A. V. Brushlinski — O Princípio do Determinismo nas obras de S. L. Rubinstein (1989)

Publicado em Voprosi Psikhologi, nº 4, 1989, pp. 66–73. Tradução por Bruno Bianchi.

S. L. Rubinstein (1889–1960) vive na ciência moderna principalmente como um excelente psicólogo e filósofo, metodologista e teórico, cujos trabalhos científicos representam uma unidade orgânica e inseparável de teoria filosoficamente fundamentada, experimento e prática pedagógica. Ele criou um conceito filosófico e psicológico original do ser humano, sua atividade e psique, liberdade e criatividade, cognição e fala, ideal, subjetivo e objetivo.
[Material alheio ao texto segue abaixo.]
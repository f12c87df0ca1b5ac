//! # tarn-transport
//!
//! Tarn pure-Rust reliable file transport.
//!
//! One-shot, unidirectional file transfer over an unreliable datagram
//! substrate: fixed 20-byte wire format, cumulative + selective
//! acknowledgments, a single-base-timer retransmission engine, and
//! pluggable congestion control (CUBIC or BBR).
//!
//! ## Crate structure
//!
//! - [`wire`] — 20-byte header codec, data/ACK/EOF frames, SACK ranges
//! - [`error`] — transport error taxonomy
//! - [`rtt`] — smoothed RTT and deviation, bounded RTO (RFC 6298)
//! - [`pool`] — slab-based in-flight segment pool
//! - [`reassembly`] — receiver-side gap tracking, in-order delivery, SACK
//! - [`retransmit`] — sender window, timers, fast retransmit, SACK ingestion
//! - [`congestion`] — CUBIC (RFC 8312) and BBR congestion controllers
//! - [`session`] — start handshake and EOF/EOF-ACK teardown state machines
//! - [`stats`] — sender/receiver statistics
//!
//! All modules are pure logic — socket I/O lives in the daemon binaries.

pub mod congestion;
pub mod error;
pub mod pool;
pub mod reassembly;
pub mod retransmit;
pub mod rtt;
pub mod session;
pub mod stats;
pub mod wire;
//! Transport error taxonomy.
//!
//! Errors inside the codec and state machines are classified here and either
//! recovered locally (malformed frames are dropped, deadline expiries fall
//! through to the timer path) or escalated to the session layer, which
//! decides the session's fate.

use std::time::Duration;
use thiserror::Error;

#[derive(Debug, Error)]
pub enum TransportError {
    /// Frame shorter than the fixed header, or with an inconsistent body.
    /// Dropped silently at the call site.
    #[error("malformed frame ({len} bytes)")]
    MalformedFrame { len: usize },

    /// No peer activity within the session inactivity horizon. The session
    /// terminates and reports partial completion.
    #[error("session inactive for {idle:?}")]
    InactivityTimeout { idle: Duration },

    /// The peer never answered the session request.
    #[error("peer unreachable after {attempts} request attempts")]
    PeerUnreachable { attempts: u32 },

    /// The source file could not be opened or read.
    #[error("source unavailable: {0}")]
    SourceUnavailable(#[source] std::io::Error),

    /// The sink file could not be created or written.
    #[error("sink unwritable: {0}")]
    SinkUnwritable(#[source] std::io::Error),
}
//! # Session Control
//!
//! Start handshake and end-of-stream teardown, as two pure state machines
//! the daemons drive around their socket loops.
//!
//! ```text
//!  sender:   AwaitingRequest ──request──▶ Transferring ──source done──▶
//!            EofHandshake ──EOF-ACK──▶ Closed
//!                  │ (EOF every 200 ms, ≤ 10 tries)
//!
//!  receiver: Requesting ──first data──▶ Receiving ──EOF──▶ Draining ──▶ Closed
//!                │ ('G' every 2 s, ≤ 5 tries)        (3 EOFs + no gaps,
//!                                                     or 15 s idle)
//! ```
//!
//! There is no three-way handshake: the receiver's one-byte request opens
//! the session and the first data frame acknowledges it. The EOF exchange is
//! informational — a receiver still missing segments keeps answering with
//! SACK instead of terminating.

use std::time::Duration;

use quanta::Instant;
use tracing::{debug, warn};

use crate::error::TransportError;

// ─── Constants ───────────────────────────────────────────────────────────────

/// How many times the sender retransmits the EOF frame.
pub const EOF_RETRIES: u32 = 10;

/// Spacing between EOF retransmissions.
pub const EOF_INTERVAL: Duration = Duration::from_millis(200);

/// How many times the receiver retries the session request.
pub const REQUEST_RETRIES: u32 = 5;

/// How long the receiver waits for the first data frame per attempt.
pub const REQUEST_TIMEOUT: Duration = Duration::from_secs(2);

/// Receiver inactivity horizon.
pub const RECV_INACTIVITY_TIMEOUT: Duration = Duration::from_secs(15);

/// Sender inactivity horizon after the last ACK.
pub const SEND_INACTIVITY_TIMEOUT: Duration = Duration::from_secs(5);

/// EOF frames the receiver wants to see (and confirm) before closing
/// immediately.
pub const EOF_FRAMES_TO_CLOSE: u64 = 3;

/// Quiet interval after which a receiver with nothing missing closes. The
/// sender retransmits EOF until its EOF-ACK lands, so one silent grace
/// period means the handshake settled.
pub const DRAIN_GRACE: Duration = Duration::from_secs(1);

// ─── Sender Session ──────────────────────────────────────────────────────────

#[derive(Debug, Clone, Copy, PartialEq, Eq)]
pub enum SenderPhase {
    /// Blocking on the socket for the receiver's request.
    AwaitingRequest,
    /// Streaming segments, window-governed.
    Transferring,
    /// Source exhausted; exchanging EOF / EOF-ACK.
    EofHandshake,
    Closed,
}

/// What the sender daemon should do next.
#[derive(Debug)]
pub enum SenderAction {
    None,
    /// Transmit (or retransmit) the EOF frame.
    SendEof,
    /// Terminate the session with an error.
    Fail(TransportError),
}

pub struct SenderSession {
    phase: SenderPhase,
    eof_attempts: u32,
    last_eof_at: Option<Instant>,
    last_activity: Instant,
    clean_close: bool,
}

impl SenderSession {
    pub fn new(now: Instant) -> Self {
        SenderSession {
            phase: SenderPhase::AwaitingRequest,
            eof_attempts: 0,
            last_eof_at: None,
            last_activity: now,
            clean_close: false,
        }
    }

    pub fn phase(&self) -> SenderPhase {
        self.phase
    }

    pub fn is_closed(&self) -> bool {
        self.phase == SenderPhase::Closed
    }

    /// Whether the session ended with a confirmed EOF handshake.
    pub fn clean_close(&self) -> bool {
        self.clean_close
    }

    pub fn eof_attempts(&self) -> u32 {
        self.eof_attempts
    }

    /// The first datagram from the peer arrived; the peer is pinned.
    pub fn on_request(&mut self, now: Instant) {
        if self.phase == SenderPhase::AwaitingRequest {
            self.phase = SenderPhase::Transferring;
            self.last_activity = now;
            debug!("session request received");
        }
    }

    /// Any ACK traffic from the peer.
    pub fn on_peer_activity(&mut self, now: Instant) {
        self.last_activity = now;
    }

    /// Every segment is acknowledged: start the EOF handshake.
    pub fn on_transfer_complete(&mut self, now: Instant) -> SenderAction {
        if self.phase != SenderPhase::Transferring {
            return SenderAction::None;
        }
        self.phase = SenderPhase::EofHandshake;
        self.eof_attempts = 1;
        self.last_eof_at = Some(now);
        debug!("transfer complete — sending EOF");
        SenderAction::SendEof
    }

    /// The receiver confirmed the EOF frame.
    pub fn on_eof_ack(&mut self) {
        if self.phase == SenderPhase::EofHandshake {
            self.phase = SenderPhase::Closed;
            self.clean_close = true;
            debug!(attempts = self.eof_attempts, "EOF acknowledged");
        }
    }

    /// Timer-driven work: EOF retransmission and inactivity tracking.
    pub fn poll(&mut self, now: Instant) -> SenderAction {
        match self.phase {
            SenderPhase::Transferring => {
                let idle = now.duration_since(self.last_activity);
                if idle > SEND_INACTIVITY_TIMEOUT {
                    self.phase = SenderPhase::Closed;
                    warn!(?idle, "no ACKs from peer — giving up");
                    return SenderAction::Fail(TransportError::InactivityTimeout { idle });
                }
                SenderAction::None
            }
            SenderPhase::EofHandshake => {
                let last = self.last_eof_at.unwrap_or(now);
                if now.duration_since(last) < EOF_INTERVAL {
                    return SenderAction::None;
                }
                if self.eof_attempts >= EOF_RETRIES {
                    self.phase = SenderPhase::Closed;
                    warn!(attempts = self.eof_attempts, "EOF never acknowledged");
                    return SenderAction::Fail(TransportError::InactivityTimeout {
                        idle: now.duration_since(self.last_activity),
                    });
                }
                self.eof_attempts += 1;
                self.last_eof_at = Some(now);
                SenderAction::SendEof
            }
            SenderPhase::AwaitingRequest | SenderPhase::Closed => SenderAction::None,
        }
    }

    /// The next instant `poll` has work to do.
    pub fn next_deadline(&self) -> Option<Instant> {
        match self.phase {
            SenderPhase::Transferring => Some(self.last_activity + SEND_INACTIVITY_TIMEOUT),
            SenderPhase::EofHandshake => self.last_eof_at.map(|t| t + EOF_INTERVAL),
            _ => None,
        }
    }
}

// ─── Receiver Session ────────────────────────────────────────────────────────

#[derive(Debug, Clone, Copy, PartialEq, Eq)]
pub enum ReceiverPhase {
    /// Sending the one-byte request, waiting for the first data frame.
    Requesting,
    /// Receiving the stream.
    Receiving,
    /// EOF seen; still answering stragglers and duplicate EOFs.
    Draining,
    Closed,
}

/// What the receiver daemon should do next.
#[derive(Debug)]
pub enum ReceiverAction {
    None,
    /// Transmit (or retransmit) the one-byte session request.
    SendRequest,
    /// The session is over; flush and exit cleanly.
    Close,
    /// Terminate the session with an error (output retained, labeled
    /// partial).
    Fail(TransportError),
}

pub struct ReceiverSession {
    phase: ReceiverPhase,
    request_attempts: u32,
    last_request_at: Option<Instant>,
    last_activity: Instant,
    clean_close: bool,
}

impl ReceiverSession {
    pub fn new(now: Instant) -> Self {
        ReceiverSession {
            phase: ReceiverPhase::Requesting,
            request_attempts: 0,
            last_request_at: None,
            last_activity: now,
            clean_close: false,
        }
    }

    pub fn phase(&self) -> ReceiverPhase {
        self.phase
    }

    pub fn is_closed(&self) -> bool {
        self.phase == ReceiverPhase::Closed
    }

    /// Whether the session ended with the file fully reassembled.
    pub fn clean_close(&self) -> bool {
        self.clean_close
    }

    pub fn request_attempts(&self) -> u32 {
        self.request_attempts
    }

    /// Drive the request retry loop. Returns `SendRequest` when a(nother)
    /// request should go out, `Fail` when the retry budget is exhausted.
    pub fn poll_request(&mut self, now: Instant) -> ReceiverAction {
        if self.phase != ReceiverPhase::Requesting {
            return ReceiverAction::None;
        }
        let due = match self.last_request_at {
            None => true,
            Some(last) => now.duration_since(last) >= REQUEST_TIMEOUT,
        };
        if !due {
            return ReceiverAction::None;
        }
        if self.request_attempts >= REQUEST_RETRIES {
            self.phase = ReceiverPhase::Closed;
            warn!(attempts = self.request_attempts, "server never answered");
            return ReceiverAction::Fail(TransportError::PeerUnreachable {
                attempts: self.request_attempts,
            });
        }
        self.request_attempts += 1;
        self.last_request_at = Some(now);
        debug!(
            attempt = self.request_attempts,
            max = REQUEST_RETRIES,
            "sending session request"
        );
        ReceiverAction::SendRequest
    }

    /// Any frame from the sender.
    pub fn on_peer_activity(&mut self, now: Instant) {
        if self.phase == ReceiverPhase::Requesting {
            self.phase = ReceiverPhase::Receiving;
            debug!("first frame received — transfer started");
        }
        self.last_activity = now;
    }

    /// The reassembly buffer saw the first EOF.
    pub fn on_file_complete(&mut self) {
        if self.phase == ReceiverPhase::Receiving {
            self.phase = ReceiverPhase::Draining;
        }
    }

    /// Termination logic, fed with the reassembly buffer's view.
    pub fn poll(&mut self, eof_frames_seen: u64, pending_empty: bool, now: Instant) -> ReceiverAction {
        match self.phase {
            ReceiverPhase::Receiving | ReceiverPhase::Draining => {
                if self.phase == ReceiverPhase::Draining && pending_empty {
                    let settled = eof_frames_seen >= EOF_FRAMES_TO_CLOSE
                        || now.duration_since(self.last_activity) > DRAIN_GRACE;
                    if settled {
                        self.phase = ReceiverPhase::Closed;
                        self.clean_close = true;
                        debug!("EOF handshake complete");
                        return ReceiverAction::Close;
                    }
                }
                let idle = now.duration_since(self.last_activity);
                if idle > RECV_INACTIVITY_TIMEOUT {
                    self.phase = ReceiverPhase::Closed;
                    // Idle with nothing missing after EOF still counts as a
                    // complete file; idle with gaps is a partial transfer.
                    if eof_frames_seen > 0 && pending_empty {
                        self.clean_close = true;
                        return ReceiverAction::Close;
                    }
                    warn!(?idle, "transfer stalled");
                    return ReceiverAction::Fail(TransportError::InactivityTimeout { idle });
                }
                ReceiverAction::None
            }
            ReceiverPhase::Requesting | ReceiverPhase::Closed => ReceiverAction::None,
        }
    }

    /// The next instant `poll` has work to do.
    pub fn next_deadline(&self) -> Option<Instant> {
        match self.phase {
            ReceiverPhase::Requesting => self.last_request_at.map(|t| t + REQUEST_TIMEOUT),
            ReceiverPhase::Receiving | ReceiverPhase::Draining => {
                Some(self.last_activity + RECV_INACTIVITY_TIMEOUT)
            }
            ReceiverPhase::Closed => None,
        }
    }
}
Ele apresentou e desenvolveu sistematicamente a abordagem da atividade na ciência psicológica[1] e depois a generalizou com base no princípio filosófico geral do determinismo que ele desenvolveu: as causas externas agem por meio de condições internas (mais brevemente: externas por meio de internas).

O problema do determinismo é o mais candente e difícil da ciência psicológica, que é chamada a considerar e resolver a questão do livre-arbítrio, ou, mais precisamente, da liberdade do ser humano e de suas ações conscientes, que, precisamente por serem livres, parecem excluir o determinismo como uma necessidade. A enorme complexidade e até mesmo o caráter paradoxal desse problema levaram e ainda levam muitos cientistas ao indeterminismo.